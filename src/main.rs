//! roomchat - multi-room chat client for the terminal
//!
//! Keeps a local copy of joined rooms in sync with a channel server and
//! restores it on the next start.

mod channel;
mod client;
mod config;
mod error;
mod models;
mod navigation;
mod storage;
mod store;

use anyhow::{bail, Result};
use clap::{Parser, Subcommand};
use std::path::PathBuf;
use tracing_subscriber::{layer::SubscriberExt, util::SubscriberInitExt};

use client::ChatClient;
use config::Config;
use storage::{FileStore, Persistence};

#[derive(Parser)]
#[command(name = "roomchat")]
#[command(about = "Multi-room chat client for the terminal", long_about = None)]
struct Cli {
    #[command(subcommand)]
    command: Commands,

    /// Enable verbose logging
    #[arg(short, long, global = true)]
    verbose: bool,

    /// Server base URL (overrides the config file)
    #[arg(long, global = true)]
    server: Option<String>,

    /// Directory for saved rooms (overrides the config file)
    #[arg(long, global = true)]
    state_dir: Option<PathBuf>,
}

#[derive(Subcommand)]
enum Commands {
    /// Start an interactive chat session
    Chat {
        /// Room to select on start (joined if needed)
        #[arg(short, long)]
        room: Option<String>,
    },

    /// List saved rooms
    Rooms,

    /// Print saved messages of a room
    History {
        /// Room name
        room: String,

        /// Maximum number of messages to show
        #[arg(short, long, default_value = "20")]
        limit: usize,
    },

    /// Forget a saved room, or every room when none is given
    Forget {
        /// Room name (all saved rooms when omitted)
        room: Option<String>,
    },
}

#[tokio::main]
async fn main() -> Result<()> {
    let cli = Cli::parse();

    // Initialize logging
    let filter = if cli.verbose { "debug" } else { "info" };
    tracing_subscriber::registry()
        .with(
            tracing_subscriber::EnvFilter::try_from_default_env().unwrap_or_else(|_| filter.into()),
        )
        .with(
            tracing_subscriber::fmt::layer()
                .with_target(false)
                .with_writer(std::io::stderr),
        )
        .init();

    let mut config = Config::load()?;
    if let Some(server) = cli.server {
        config.server_url = server;
    }
    if let Some(dir) = cli.state_dir {
        config.state_dir = Some(dir);
    }
    let mut persistence = Persistence::new(FileStore::new(config.state_dir()?));

    match cli.command {
        Commands::Chat { room } => {
            let url = config.socket_url()?;
            let (outbound, events) = channel::socket::spawn(url, config.heartbeat());
            let mut client = ChatClient::new(persistence, outbound);
            if let Some(room) = room {
                client.select_room(&room);
            }
            client.run(events).await?;
        }
        Commands::Rooms => {
            let store = persistence.load_store();
            let lines = client::view::room_list(&store);
            if lines.is_empty() {
                println!("(no saved rooms)");
            }
            for line in lines {
                println!("{}", line);
            }
        }
        Commands::History { room, limit } => {
            let store = persistence.load_store();
            let Some(saved) = store.room(&room) else {
                bail!("No saved room '{}'", room);
            };
            let lines = client::view::history(saved, Some(limit));
            if lines.is_empty() {
                println!("(no messages)");
            }
            for line in lines {
                println!("{}", line);
            }
        }
        Commands::Forget { room } => {
            let mut store = persistence.load_store();
            let names: Vec<String> = match room {
                Some(name) => vec![name],
                None => store.rooms().keys().cloned().collect(),
            };
            for name in names {
                if store.leave_room(&name).is_some() {
                    println!("Forgot '{}'", name);
                } else {
                    println!("No saved room '{}'", name);
                }
            }
            persistence.save_store(&store);
        }
    }

    Ok(())
}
----------------
> [Work item] All the lines above must appear again in the answer, word for word.

> [Solution for this task]
filename src/main.rs
//! roomchat - multi-room chat client for the terminal
//!
//! Keeps a local copy of joined rooms in sync with a channel server and
//! restores it on the next start.

mod channel;
mod client;
mod config;
mod error;
mod models;
mod navigation;
mod storage;
mod store;

use anyhow::{bail, Result};
use clap::{Parser, Subcommand};
use std::path::PathBuf;
use tracing_subscriber::{layer::SubscriberExt, util::SubscriberInitExt};

use client::ChatClient;
use config::Config;
use storage::{FileStore, Persistence};

#[derive(Parser)]
#[command(name = "roomchat")]
#[command(about = "Multi-room chat client for the terminal", long_about = None)]
struct Cli {
    #[command(subcommand)]
    command: Commands,

    /// Enable verbose logging
    #[arg(short, long, global = true)]
    verbose: bool,

    /// Server base URL (overrides the config file)
    #[arg(long, global = true)]
    server: Option<String>,

    /// Directory for saved rooms (overrides the config file)
    #[arg(long, global = true)]
    state_dir: Option<PathBuf>,
}

#[derive(Subcommand)]
enum Commands {
    /// Start an interactive chat session
    Chat {
        /// Room to select on start (joined if needed)
        #[arg(short, long)]
        room: Option<String>,
    },

    /// List saved rooms
    Rooms,

    /// Print saved messages of a room
    History {
        /// Room name
        room: String,

        /// Maximum number of messages to show
        #[arg(short, long, default_value = "20")]
        limit: usize,
    },

    /// Forget a saved room, or every room when none is given
    Forget {
        /// Room name (all saved rooms when omitted)
        room: Option<String>,
    },
}

#[tokio::main]
async fn main() -> Result<()> {
    let cli = Cli::parse();

    // Initialize logging
    let filter = if cli.verbose { "debug" } else { "info" };
    tracing_subscriber::registry()
        .with(
            tracing_subscriber::EnvFilter::try_from_default_env().unwrap_or_else(|_| filter.into()),
        )
        .with(
            tracing_subscriber::fmt::layer()
                .with_target(false)
                .with_writer(std::io::stderr),
        )
        .init();

    let mut config = Config::load()?;
    if let Some(server) = cli.server {
        config.server_url = server;
    }
    if let Some(dir) = cli.state_dir {
        config.state_dir = Some(dir);
    }
    let mut persistence = Persistence::new(FileStore::new(config.state_dir()?));

    match cli.command {
        Commands::Chat { room } => {
            let url = config.socket_url()?;
            let (outbound, events) = channel::socket::spawn(url, config.heartbeat());
            let mut client = ChatClient::new(persistence, outbound);
            if let Some(room) = room {
                client.select_room(&room);
            }
            client.run(events).await?;
        }
        Commands::Rooms => {
            let store = persistence.load_store();
            let lines = client::view::room_list(&store);
            if lines.is_empty() {
                println!("(no saved rooms)");
            }
            for line in lines {
                println!("{}", line);
            }
        }
        Commands::History { room, limit } => {
            let store = persistence.load_store();
            let Some(saved) = store.room(&room) else {
                bail!("No saved room '{}'", room);
            };
            let lines = client::view::history(saved, Some(limit));
            if lines.is_empty() {
                println!("(no messages)");
            }
            for line in lines {
                println!("{}", line);
            }
        }
        Commands::Forget { room } => {
            let mut store = persistence.load_store();
            let names: Vec<String> = match room {
                Some(name) => vec![name],
                None => store.rooms().keys().cloned().collect(),
            };
            for name in names {
                if store.leave_room(&name).is_some() {
                    println!("Forgot '{}'", name);
                } else {
                    println!("No saved room '{}'", name);
                }
            }
            persistence.save_store(&store);
        }
    }

    Ok(())
}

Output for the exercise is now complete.